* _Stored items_
<<<<

/// Install, replace or remove the definition.
pub(crate) fn install_def(cell: &Rc<CellInner>, def: Option<Definition>) {
    detach_providers(cell);
    match def {
        None => {
            cell.definition.borrow_mut().take();
            set_notify(cell, Value::Null);
        }
        Some(def) => {
            *cell.definition.borrow_mut() = Some(def);
            cell.error.borrow_mut().take();
            cell.mark_stale();
            schedule(cell, 0);
        }
    }
    run();
}

fn adopted_getter_def(source: &Cell) -> Definition {
    let getter = getter_for(source.inner());
    Rc::new(move |_previous| getter())
}

// =============================================================================
// RIPPLE
// =============================================================================

/// Propagate staleness outward from `cell`.
///
/// Distance 0 is the cell's own change (unconditional propagation), 1 marks
/// stale, 2 and beyond only demote a ready cell to maybe-stale. The walk
/// continues past a cell only for the origin or on a fresh ready->not-ready
/// transition, so diamonds collapse to a single pass. Iterative on an
/// explicit stack; deep chains must not recurse.
pub(crate) fn ripple_from(cell: &Rc<CellInner>, distance: u32) {
    // Hold the runner off until the whole ripple is marked; the guard's exit
    // is the drain attempt.
    with_runtime(|rt| rt.enter_wait());
    struct RippleGuard;
    impl Drop for RippleGuard {
        fn drop(&mut self) {
            with_runtime(|rt| rt.exit_wait());
            run();
        }
    }
    let _guard = RippleGuard;

    let mut stack: Vec<(Rc<CellInner>, u32)> = vec![(cell.clone(), distance)];

    while let Some((node, dist)) = stack.pop() {
        let was_ready = node.is_ready();
        match dist {
            0 => {}
            1 => node.mark_stale(),
            _ => {
                if node.is_ready() {
                    node.mark_maybe_stale();
                }
            }
        }

        if dist == 0 || (was_ready && !node.is_ready()) {
            for consumer in node.collect_consumers() {
                stack.push((consumer, dist.saturating_add(1)));
            }
        }

        schedule(&node, dist);
    }
}

/// Enqueue a non-ready cell that someone will want: eager cells always,
/// others only when consumed. Tier 0 for directly invalidated work, tier 1
/// for intermediate cells, tier 2 for eager terminals.
pub(crate) fn schedule(cell: &Rc<CellInner>, distance: u32) {
    if !cell.is_ready() {
        let has_consumers = cell.has_consumers();
        if cell.is_eager() || has_consumers {
            let tier = if distance == 0 {
                0
            } else if has_consumers {
                1
            } else {
                2
            };
            queue_eval(cell, tier);
        }
    }
    run();
}

// =============================================================================
// CACHED CLOSURES
// =============================================================================

/// The cell's stable getter. Captures a weak reference; a getter that
/// outlives its cell reports `CellError::Dropped`.
pub(crate) fn getter_for(cell: &Rc<CellInner>) -> Getter {
    if let Some(getter) = cell.cached_getter.borrow().as_ref() {
        return getter.clone();
    }
    let weak = Rc::downgrade(cell);
    let getter: Getter = Rc::new(move || match weak.upgrade() {
        Some(inner) => read_value(&inner),
        None => Err(CellError::Dropped),
    });
    *cell.cached_getter.borrow_mut() = Some(getter.clone());
    getter
}

/// The cell's stable setter. Writes to a dropped cell are ignored.
pub(crate) fn setter_for(cell: &Rc<CellInner>) -> Setter {
    if let Some(setter) = cell.cached_setter.borrow().as_ref() {
        return setter.clone();
    }
    let weak = Rc::downgrade(cell);
    let setter: Setter = Rc::new(move |value| {
        if let Some(inner) = weak.upgrade() {
            write_value(&inner, value);
        }
    });
    *cell.cached_setter.borrow_mut() = Some(setter.clone());
    setter
}

// =============================================================================
// CELL - the public handle
// =============================================================================

/// A reactive value node.
///
/// Handles are cheap clones sharing one node. Reading with [`Cell::rv`]
/// inside another cell's definition wires a dependency automatically.
///
/// # Example
///
/// ```
/// use ripple_cells::{cell, cell_def, Value};
///
/// let a = cell(1);
/// let b = cell_def({
///     let a = a.clone();
///     move |_| Ok(Value::from(a.rv()?.as_i64().unwrap_or(0) + 1))
/// });
///
/// assert_eq!(b.rv().unwrap(), Value::from(2));
/// a.wv(3);
/// assert_eq!(b.rv().unwrap(), Value::from(4));
/// ```
#[derive(Clone)]
pub struct Cell {
    inner: Rc<CellInner>,
}

impl Cell {
    /// The reactive type tag of scalar cells.
    pub const TYPE: u8 = CELL_TAG;

    pub fn new(options: CellOptions) -> Self {
        let inner = CellInner::new(
            options.v.unwrap_or_default(),
            options.compare.unwrap_or_default(),
            options.eager,
        );
        let cell = Cell { inner };
        match options.def {
            Some(DefSource::Func(def)) => install_def(cell.inner(), Some(def)),
            Some(DefSource::Cell(source)) => {
                install_def(cell.inner(), Some(adopted_getter_def(&source)))
            }
            None => {}
        }
        cell
    }

    pub(crate) fn from_inner(inner: Rc<CellInner>) -> Self {
        Self { inner }
    }

    pub(crate) fn inner(&self) -> &Rc<CellInner> {
        &self.inner
    }

    // =========================================================================
    // READ / WRITE
    // =========================================================================

    /// Read the value, recomputing if stale. Registers this cell as a
    /// provider of whichever definition is currently evaluating.
    pub fn rv(&self) -> Result<Value, CellError> {
        read_value(&self.inner)
    }

    /// Assign a concrete value, clearing any definition.
    pub fn wv(&self, value: impl Into<Value>) {
        write_value(&self.inner, value.into());
    }

    /// The stored value as-is: no tracking, no evaluation, no error.
    pub fn peek(&self) -> Value {
        self.inner.stored_value()
    }

    // =========================================================================
    // CACHED ACCESSORS
    // =========================================================================

    /// Stable read closure (same object on every call).
    pub fn getter(&self) -> Getter {
        getter_for(&self.inner)
    }

    /// Stable write closure (same object on every call).
    pub fn setter(&self) -> Setter {
        setter_for(&self.inner)
    }

    /// The getter/setter pair.
    pub fn accessors(&self) -> (Getter, Setter) {
        (self.getter(), self.setter())
    }

    /// Frozen read-only projection (same object on every call).
    pub fn readonly_view(&self) -> ReadOnly {
        if let Some(view) = self.inner.cached_view.borrow().as_ref() {
            return view.clone();
        }
        let view = ReadOnly::new(&self.inner);
        *self.inner.cached_view.borrow_mut() = Some(view.clone());
        view
    }

    // =========================================================================
    // DEFINITION
    // =========================================================================

    /// The installed definition, if any.
    pub fn def(&self) -> Option<Definition> {
        self.inner.definition.borrow().clone()
    }

    /// Install a definition; the cell goes stale and is scheduled.
    pub fn set_def(
        &self,
        def: impl Fn(&Value) -> Result<Value, CellError> + 'static,
    ) -> &Self {
        install_def(&self.inner, Some(Rc::new(def)));
        self
    }

    /// Adopt another cell's getter as this cell's definition, so this cell
    /// tracks it.
    pub fn set_def_cell(&self, source: &Cell) -> &Self {
        install_def(&self.inner, Some(adopted_getter_def(source)));
        self
    }

    /// Remove the definition; the cell becomes a plain null value.
    pub fn clear_def(&self) -> &Self {
        install_def(&self.inner, None);
        self
    }

    // =========================================================================
    // CHAINABLES / FLAGS
    // =========================================================================

    /// Chainable assignment.
    pub fn set(&self, value: impl Into<Value>) -> &Self {
        self.wv(value);
        self
    }

    pub fn eager(&self) -> bool {
        self.inner.is_eager()
    }

    /// Toggle eager scheduling; turning it on while stale enqueues the cell.
    pub fn set_eager(&self, eager: bool) -> &Self {
        self.inner.set_eager_flag(eager);
        if eager && !self.inner.is_ready() {
            schedule(&self.inner, 1);
        }
        self
    }

    /// Force a defined cell stale and schedule it.
    pub fn unready(&self) -> &Self {
        if self.inner.definition.borrow().is_some() {
            self.inner.mark_stale();
            schedule(&self.inner, 0);
        }
        self
    }

    pub fn compare(&self) -> Compare {
        self.inner.compare.borrow().clone()
    }

    /// The cached failure from the last evaluation, if any.
    pub fn error(&self) -> Option<CellError> {
        self.inner.error.borrow().clone()
    }

    pub fn readonly(&self) -> bool {
        false
    }

    pub fn reactive_tag(&self) -> u8 {
        Self::TYPE
    }

    // =========================================================================
    // GRAPH SURFACE
    // =========================================================================

    /// Add or remove `other` as a consumer of this cell (kept symmetric).
    pub fn consumer(&self, other: &Cell, add: bool) {
        if self.ptr_eq(other) {
            return;
        }
        if add {
            add_edge(&self.inner, &other.inner);
        } else {
            remove_edge(&self.inner, &other.inner);
        }
    }

    /// Add or remove `other` as a provider of this cell (kept symmetric).
    pub fn provider(&self, other: &Cell, add: bool) {
        if self.ptr_eq(other) {
            return;
        }
        if add {
            add_edge(&other.inner, &self.inner);
        } else {
            remove_edge(&other.inner, &self.inner);
        }
    }

    /// Propagate staleness from this cell at the given distance.
    pub fn ripple(&self, distance: u32) {
        ripple_from(&self.inner, distance);
    }

    /// Snapshot of the current providers.
    pub fn providers(&self) -> Vec<Cell> {
        self.inner
            .providers
            .borrow()
            .iter()
            .cloned()
            .map(Cell::from_inner)
            .collect()
    }

    /// Snapshot of the live consumers.
    pub fn consumers(&self) -> Vec<Cell> {
        self.inner
            .collect_consumers()
            .into_iter()
            .map(Cell::from_inner)
            .collect()
    }

    /// Whether two handles refer to the same node.
    pub fn ptr_eq(&self, other: &Cell) -> bool {
        Rc::ptr_eq(&self.inner, &other.inner)
    }
}
// ============================================================================
// ripple-cells - Reactive Bundle
// A nested object/array observable as cells of cells
// ============================================================================
//
// Every member is backed by a Cell; reading a member is a tracked cell read,
// assigning routes through the member cell inside a batch. Plain containers
// assigned into a bundle are promoted to nested bundles (unless the bundle
// was created shallow), and assigning a Cell wires it as the member's
// definition so the member tracks it.
//
// The aggregate cell is the bundle's own node: consumers reading it go stale
// on any member addition, removal or replacement, and on length changes.
//
// Array method routing lives in list.rs.
// ============================================================================

use std::cell::RefCell;
use std::collections::BTreeMap;
use std::fmt;
use std::rc::Rc;

use crate::core::constants::BUNDLE_TAG;
use crate::core::error::CellError;
use crate::core::value::Value;
use crate::primitives::cell::{cell, Cell};
use crate::reactivity::batching::{batch, fv, untracked};

mod list;

// =============================================================================
// BUNDLE
// =============================================================================

/// A reactive wrapper over a nested object or array.
///
/// # Example
///
/// ```
/// use ripple_cells::{bundle, Value};
///
/// let p = bundle(Value::map([("x", 1)]));
/// assert_eq!(p.get("x").unwrap(), Value::from(1));
///
/// p.set("x", 2);
/// assert_eq!(p.get("x").unwrap(), Value::from(2));
///
/// // The member cell itself is reachable for wiring.
/// let member = p.member("x").unwrap();
/// assert_eq!(member.rv().unwrap(), Value::from(2));
/// ```
#[derive(Clone)]
pub struct Bundle {
    inner: Rc<BundleInner>,
}

pub(crate) struct BundleInner {
    members: RefCell<Members>,
    /// The bundle's own cell; notified on structural and member changes.
    aggregate: Cell,
    shallow: bool,
}

pub(crate) enum Members {
    Object(Vec<(String, Cell)>),
    Array { items: Vec<Cell>, length: Cell },
}

/// Wrap a value as a reactive bundle. Lists become array bundles, maps
/// become object bundles, anything else yields an empty object bundle.
pub fn bundle(initial: impl Into<Value>) -> Bundle {
    Bundle::new(initial.into(), false)
}

/// Like [`bundle`], but `shallow` keeps nested containers as plain values
/// instead of promoting them to nested bundles.
pub fn bundle_with(initial: impl Into<Value>, shallow: bool) -> Bundle {
    Bundle::new(initial.into(), shallow)
}
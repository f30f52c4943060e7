//! ripple-cells benchmark suite
//!
//! Covers the hot paths: cell reads/writes, ripple through chains and
//! diamonds, batching, and bundle operations.
//!
//! ```bash
//! cargo bench                 # everything
//! cargo bench -- "cell/"      # cell primitives only
//! cargo bench -- "ripple/"    # propagation
//! ```

use criterion::{black_box, criterion_group, criterion_main, BenchmarkId, Criterion};
use ripple_cells::{batch, bundle, cell, cell_def, cloned, Cell, Value};

// =============================================================================
// CELL PRIMITIVES
// =============================================================================

fn cell_operations(c: &mut Criterion) {
    let mut g = c.benchmark_group("cell");

    g.bench_function("create", |b| b.iter(|| black_box(cell(0i64))));

    let read_cell = cell(42i64);
    g.bench_function("rv", |b| b.iter(|| black_box(read_cell.rv())));

    g.bench_function("peek", |b| b.iter(|| black_box(read_cell.peek())));

    let write_cell = cell(0i64);
    let mut i = 0i64;
    g.bench_function("wv", |b| {
        b.iter(|| {
            write_cell.wv(black_box(i));
            i = i.wrapping_add(1);
        })
    });

    // The equality check should make this nearly free.
    let same_cell = cell(42i64);
    g.bench_function("wv_same_value", |b| b.iter(|| same_cell.wv(black_box(42i64))));

    g.finish();
}

// =============================================================================
// DERIVED CHAINS AND DIAMONDS
// =============================================================================

fn chain(depth: usize) -> (Cell, Cell) {
    let head = cell(0i64);
    let mut tail = head.clone();
    for _ in 0..depth {
        tail = cell_def(cloned!(tail => move |_| {
            Ok(Value::from(tail.rv()?.as_i64().unwrap_or(0) + 1))
        }));
    }
    (head, tail)
}

fn ripple_operations(c: &mut Criterion) {
    let mut g = c.benchmark_group("ripple");

    for depth in [10usize, 100] {
        let (head, tail) = chain(depth);
        let _ = tail.rv();
        let mut i = 0i64;
        g.bench_with_input(BenchmarkId::new("chain_write_read", depth), &depth, |b, _| {
            b.iter(|| {
                head.wv(black_box(i));
                i = i.wrapping_add(1);
                black_box(tail.rv())
            })
        });
    }

    // Cached read after the chain settled.
    let (_head, tail) = chain(100);
    let _ = tail.rv();
    g.bench_function("chain_cached_read", |b| b.iter(|| black_box(tail.rv())));

    // Diamond: one write, one joined read.
    let a = cell(1i64);
    let left = cell_def(cloned!(a => move |_| {
        Ok(Value::from(a.rv()?.as_i64().unwrap_or(0) + 10))
    }));
    let right = cell_def(cloned!(a => move |_| {
        Ok(Value::from(a.rv()?.as_i64().unwrap_or(0) * 10))
    }));
    let join = cell_def(cloned!(left, right => move |_| {
        Ok(Value::from(
            left.rv()?.as_i64().unwrap_or(0) + right.rv()?.as_i64().unwrap_or(0),
        ))
    }));
    let _ = join.rv();
    let mut i = 0i64;
    g.bench_function("diamond_write_read", |b| {
        b.iter(|| {
            a.wv(black_box(i));
            i = i.wrapping_add(1);
            black_box(join.rv())
        })
    });

    g.finish();
}

// =============================================================================
// BATCHING
// =============================================================================

fn batch_operations(c: &mut Criterion) {
    let mut g = c.benchmark_group("batch");

    let sources: Vec<Cell> = (0..10).map(|i| cell(i as i64)).collect();
    let total = {
        let sources = sources.clone();
        cell_def(move |_| {
            let mut sum = 0i64;
            for s in &sources {
                sum += s.rv()?.as_i64().unwrap_or(0);
            }
            Ok(Value::from(sum))
        })
    };
    let _ = total.rv();

    let mut i = 0i64;
    g.bench_function("ten_writes_batched", |b| {
        b.iter(|| {
            batch(|| {
                for s in &sources {
                    s.wv(black_box(i));
                    i = i.wrapping_add(1);
                }
            });
            black_box(total.rv())
        })
    });

    let mut j = 0i64;
    g.bench_function("ten_writes_unbatched", |b| {
        b.iter(|| {
            for s in &sources {
                s.wv(black_box(j));
                j = j.wrapping_add(1);
            }
            black_box(total.rv())
        })
    });

    g.finish();
}

// =============================================================================
// BUNDLES
// =============================================================================

fn bundle_operations(c: &mut Criterion) {
    let mut g = c.benchmark_group("bundle");

    g.bench_function("create_10", |b| {
        b.iter(|| black_box(bundle(Value::list(0..10i64))))
    });

    let p = bundle(Value::list([1i64, 2, 3, 4, 5]));
    g.bench_function("member_read", |b| b.iter(|| black_box(p.at(2))));

    g.bench_function("snapshot_5", |b| b.iter(|| black_box(p.snapshot())));

    let q = bundle(Value::list([0i64]));
    g.bench_function("push_pop", |b| {
        b.iter(|| {
            q.push(black_box(1i64));
            black_box(q.pop())
        })
    });

    let o = bundle(Value::map([("x", 1i64)]));
    let mut i = 0i64;
    g.bench_function("object_set", |b| {
        b.iter(|| {
            o.set("x", black_box(i));
            i = i.wrapping_add(1);
        })
    });

    g.finish();
}

criterion_group!(
    benches,
    cell_operations,
    ripple_operations,
    batch_operations,
    bundle_operations
);
criterion_main!(benches);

>>>>

* _WORK ORDER_
Check each line above for "staleness" and return the ones that have it.

* _ANSWER_
/// Propagate staleness outward from `cell`.
    /// Propagate staleness from this cell at the given distance.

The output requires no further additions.